WHAT YOU SHOULD DO — When the string "impl" is part of a line below, that line should be copied.

*** Begin section ***

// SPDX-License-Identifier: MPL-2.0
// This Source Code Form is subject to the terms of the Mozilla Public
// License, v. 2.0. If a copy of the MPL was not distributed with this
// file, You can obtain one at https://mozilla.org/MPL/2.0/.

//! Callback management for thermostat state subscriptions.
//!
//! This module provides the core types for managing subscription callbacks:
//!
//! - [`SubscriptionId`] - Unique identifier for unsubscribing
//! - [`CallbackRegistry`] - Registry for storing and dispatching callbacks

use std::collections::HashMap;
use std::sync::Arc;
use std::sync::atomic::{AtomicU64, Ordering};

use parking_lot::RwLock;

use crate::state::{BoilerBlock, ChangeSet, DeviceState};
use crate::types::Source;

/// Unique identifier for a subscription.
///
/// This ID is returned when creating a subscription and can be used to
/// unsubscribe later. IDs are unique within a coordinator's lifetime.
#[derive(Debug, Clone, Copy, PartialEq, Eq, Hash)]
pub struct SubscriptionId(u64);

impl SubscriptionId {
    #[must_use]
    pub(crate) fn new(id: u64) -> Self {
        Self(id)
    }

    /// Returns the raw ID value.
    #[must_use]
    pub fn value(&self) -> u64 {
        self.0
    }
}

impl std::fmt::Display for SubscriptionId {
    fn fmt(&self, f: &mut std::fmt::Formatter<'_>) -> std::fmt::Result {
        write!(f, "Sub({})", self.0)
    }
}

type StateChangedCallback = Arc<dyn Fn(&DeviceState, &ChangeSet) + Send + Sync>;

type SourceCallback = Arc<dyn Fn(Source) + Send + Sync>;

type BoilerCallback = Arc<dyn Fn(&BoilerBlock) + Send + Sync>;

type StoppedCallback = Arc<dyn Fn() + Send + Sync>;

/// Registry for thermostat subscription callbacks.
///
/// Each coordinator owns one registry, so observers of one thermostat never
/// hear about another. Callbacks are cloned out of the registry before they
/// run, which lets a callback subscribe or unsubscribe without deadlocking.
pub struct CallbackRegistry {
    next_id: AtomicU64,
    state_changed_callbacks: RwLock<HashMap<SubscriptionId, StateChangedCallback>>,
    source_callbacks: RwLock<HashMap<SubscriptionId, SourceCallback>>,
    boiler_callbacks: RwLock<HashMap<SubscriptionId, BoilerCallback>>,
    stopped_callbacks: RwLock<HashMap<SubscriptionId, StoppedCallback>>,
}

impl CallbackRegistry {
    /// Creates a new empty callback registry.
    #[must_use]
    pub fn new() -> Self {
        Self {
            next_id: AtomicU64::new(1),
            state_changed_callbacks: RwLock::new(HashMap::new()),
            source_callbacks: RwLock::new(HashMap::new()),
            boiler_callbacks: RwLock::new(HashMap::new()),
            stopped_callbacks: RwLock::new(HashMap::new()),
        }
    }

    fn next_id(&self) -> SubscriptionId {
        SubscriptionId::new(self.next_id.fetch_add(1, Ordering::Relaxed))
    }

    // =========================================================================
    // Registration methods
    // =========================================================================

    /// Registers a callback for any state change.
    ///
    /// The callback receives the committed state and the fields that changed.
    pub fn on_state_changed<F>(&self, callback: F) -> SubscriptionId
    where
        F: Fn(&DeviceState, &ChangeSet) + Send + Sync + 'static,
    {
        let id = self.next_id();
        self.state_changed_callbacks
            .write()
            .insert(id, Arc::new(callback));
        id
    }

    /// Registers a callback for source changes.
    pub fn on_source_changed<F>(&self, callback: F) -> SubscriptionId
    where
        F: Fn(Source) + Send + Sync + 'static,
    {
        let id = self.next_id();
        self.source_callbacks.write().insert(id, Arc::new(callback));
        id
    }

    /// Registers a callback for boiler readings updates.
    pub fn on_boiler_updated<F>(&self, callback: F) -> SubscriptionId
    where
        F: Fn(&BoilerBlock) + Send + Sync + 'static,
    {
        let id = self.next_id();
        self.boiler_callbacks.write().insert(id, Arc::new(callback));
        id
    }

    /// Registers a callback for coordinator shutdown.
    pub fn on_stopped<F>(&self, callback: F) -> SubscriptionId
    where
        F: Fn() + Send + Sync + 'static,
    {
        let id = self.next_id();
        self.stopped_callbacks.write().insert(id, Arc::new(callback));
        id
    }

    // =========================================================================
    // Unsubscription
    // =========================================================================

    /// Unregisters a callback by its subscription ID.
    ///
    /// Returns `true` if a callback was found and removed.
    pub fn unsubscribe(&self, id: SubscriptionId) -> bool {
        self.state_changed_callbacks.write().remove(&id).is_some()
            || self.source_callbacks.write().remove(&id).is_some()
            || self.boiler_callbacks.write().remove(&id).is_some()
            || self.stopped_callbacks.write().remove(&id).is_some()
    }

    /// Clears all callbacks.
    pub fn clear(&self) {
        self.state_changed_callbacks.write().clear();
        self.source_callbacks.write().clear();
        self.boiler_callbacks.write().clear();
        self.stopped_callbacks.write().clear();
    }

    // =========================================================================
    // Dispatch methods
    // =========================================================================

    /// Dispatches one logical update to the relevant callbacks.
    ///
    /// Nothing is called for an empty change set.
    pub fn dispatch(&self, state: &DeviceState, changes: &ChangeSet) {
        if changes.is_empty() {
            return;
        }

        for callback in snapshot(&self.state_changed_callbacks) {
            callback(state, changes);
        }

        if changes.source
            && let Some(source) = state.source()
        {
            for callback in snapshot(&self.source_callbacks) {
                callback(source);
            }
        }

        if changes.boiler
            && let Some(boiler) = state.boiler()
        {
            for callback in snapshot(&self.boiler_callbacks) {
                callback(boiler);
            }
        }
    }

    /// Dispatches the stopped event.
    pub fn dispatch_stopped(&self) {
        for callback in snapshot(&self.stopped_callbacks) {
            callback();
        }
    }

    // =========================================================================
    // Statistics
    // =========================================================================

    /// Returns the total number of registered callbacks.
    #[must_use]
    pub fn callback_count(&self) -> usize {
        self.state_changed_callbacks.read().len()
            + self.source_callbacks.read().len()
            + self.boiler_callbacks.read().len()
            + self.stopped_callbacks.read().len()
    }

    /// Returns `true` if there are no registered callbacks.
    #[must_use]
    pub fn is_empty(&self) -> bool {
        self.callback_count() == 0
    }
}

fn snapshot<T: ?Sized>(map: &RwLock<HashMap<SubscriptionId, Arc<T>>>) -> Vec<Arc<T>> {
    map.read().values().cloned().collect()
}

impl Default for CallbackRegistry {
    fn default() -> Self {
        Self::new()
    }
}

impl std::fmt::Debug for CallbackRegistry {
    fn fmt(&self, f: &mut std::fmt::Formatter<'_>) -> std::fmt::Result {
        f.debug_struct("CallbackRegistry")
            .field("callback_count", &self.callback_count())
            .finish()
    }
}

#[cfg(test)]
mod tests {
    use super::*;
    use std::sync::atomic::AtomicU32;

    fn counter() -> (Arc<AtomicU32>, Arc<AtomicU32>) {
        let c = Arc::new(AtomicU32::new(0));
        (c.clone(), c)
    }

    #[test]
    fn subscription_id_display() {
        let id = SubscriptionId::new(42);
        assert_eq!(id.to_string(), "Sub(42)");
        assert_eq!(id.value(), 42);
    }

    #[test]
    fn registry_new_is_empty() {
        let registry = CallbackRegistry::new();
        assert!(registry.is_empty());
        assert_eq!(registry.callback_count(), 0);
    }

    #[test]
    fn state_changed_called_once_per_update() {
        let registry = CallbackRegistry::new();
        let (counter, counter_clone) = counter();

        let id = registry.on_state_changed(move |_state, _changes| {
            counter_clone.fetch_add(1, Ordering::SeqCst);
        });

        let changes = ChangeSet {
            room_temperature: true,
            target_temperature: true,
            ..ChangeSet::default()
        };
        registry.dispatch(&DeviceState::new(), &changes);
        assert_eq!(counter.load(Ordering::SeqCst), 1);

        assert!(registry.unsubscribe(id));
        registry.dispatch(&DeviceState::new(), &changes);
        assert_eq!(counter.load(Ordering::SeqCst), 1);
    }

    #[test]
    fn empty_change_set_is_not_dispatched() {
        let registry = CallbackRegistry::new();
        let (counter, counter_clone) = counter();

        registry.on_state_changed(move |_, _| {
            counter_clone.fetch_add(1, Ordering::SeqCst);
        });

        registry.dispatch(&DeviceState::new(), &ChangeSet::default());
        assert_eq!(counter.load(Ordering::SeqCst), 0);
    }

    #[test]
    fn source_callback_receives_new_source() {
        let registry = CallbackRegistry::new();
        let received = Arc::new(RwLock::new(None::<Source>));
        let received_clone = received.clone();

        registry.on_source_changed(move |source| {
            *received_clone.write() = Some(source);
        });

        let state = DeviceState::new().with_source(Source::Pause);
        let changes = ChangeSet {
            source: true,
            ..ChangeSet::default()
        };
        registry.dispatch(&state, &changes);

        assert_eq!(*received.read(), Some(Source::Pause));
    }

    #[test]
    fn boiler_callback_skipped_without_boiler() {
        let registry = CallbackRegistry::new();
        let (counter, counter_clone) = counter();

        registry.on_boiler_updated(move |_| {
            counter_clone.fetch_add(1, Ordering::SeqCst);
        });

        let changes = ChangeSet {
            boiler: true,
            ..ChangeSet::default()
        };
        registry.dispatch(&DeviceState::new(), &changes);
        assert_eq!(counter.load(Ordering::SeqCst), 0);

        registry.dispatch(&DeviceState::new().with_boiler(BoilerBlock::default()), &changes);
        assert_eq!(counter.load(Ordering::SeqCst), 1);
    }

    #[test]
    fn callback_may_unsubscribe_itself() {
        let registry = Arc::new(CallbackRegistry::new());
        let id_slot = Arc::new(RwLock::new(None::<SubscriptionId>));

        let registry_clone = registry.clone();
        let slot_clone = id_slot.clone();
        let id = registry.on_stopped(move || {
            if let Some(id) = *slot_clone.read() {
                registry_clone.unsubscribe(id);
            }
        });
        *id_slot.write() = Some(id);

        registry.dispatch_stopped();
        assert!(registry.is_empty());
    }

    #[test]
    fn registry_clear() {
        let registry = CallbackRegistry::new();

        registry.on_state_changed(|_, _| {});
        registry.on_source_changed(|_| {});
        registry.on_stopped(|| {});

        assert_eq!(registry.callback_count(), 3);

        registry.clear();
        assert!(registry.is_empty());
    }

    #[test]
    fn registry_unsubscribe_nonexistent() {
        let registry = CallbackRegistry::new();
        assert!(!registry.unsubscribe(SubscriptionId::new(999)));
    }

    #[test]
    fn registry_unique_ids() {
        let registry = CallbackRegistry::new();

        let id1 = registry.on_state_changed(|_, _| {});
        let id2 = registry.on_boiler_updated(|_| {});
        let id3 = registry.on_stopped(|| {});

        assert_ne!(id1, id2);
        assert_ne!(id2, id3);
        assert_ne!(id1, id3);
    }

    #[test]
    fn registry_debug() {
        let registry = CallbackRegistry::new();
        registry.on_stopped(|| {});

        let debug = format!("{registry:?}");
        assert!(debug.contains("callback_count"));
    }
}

*** End section ***
*** Begin section ***

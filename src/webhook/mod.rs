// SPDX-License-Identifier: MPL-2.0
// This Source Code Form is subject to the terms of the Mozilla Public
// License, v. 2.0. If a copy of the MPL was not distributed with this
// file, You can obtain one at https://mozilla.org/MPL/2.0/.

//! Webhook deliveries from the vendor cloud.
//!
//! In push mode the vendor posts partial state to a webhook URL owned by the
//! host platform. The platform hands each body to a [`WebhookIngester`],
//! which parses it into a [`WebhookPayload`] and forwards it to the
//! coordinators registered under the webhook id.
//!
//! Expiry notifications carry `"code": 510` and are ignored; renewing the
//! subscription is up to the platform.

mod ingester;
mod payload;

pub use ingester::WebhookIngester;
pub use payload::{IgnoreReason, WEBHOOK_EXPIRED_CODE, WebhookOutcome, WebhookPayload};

*** End section ***

TASK OUTPUT —
impl SubscriptionId {
impl std::fmt::Display for SubscriptionId {
impl CallbackRegistry {
impl Default for CallbackRegistry {
impl std::fmt::Debug for CallbackRegistry {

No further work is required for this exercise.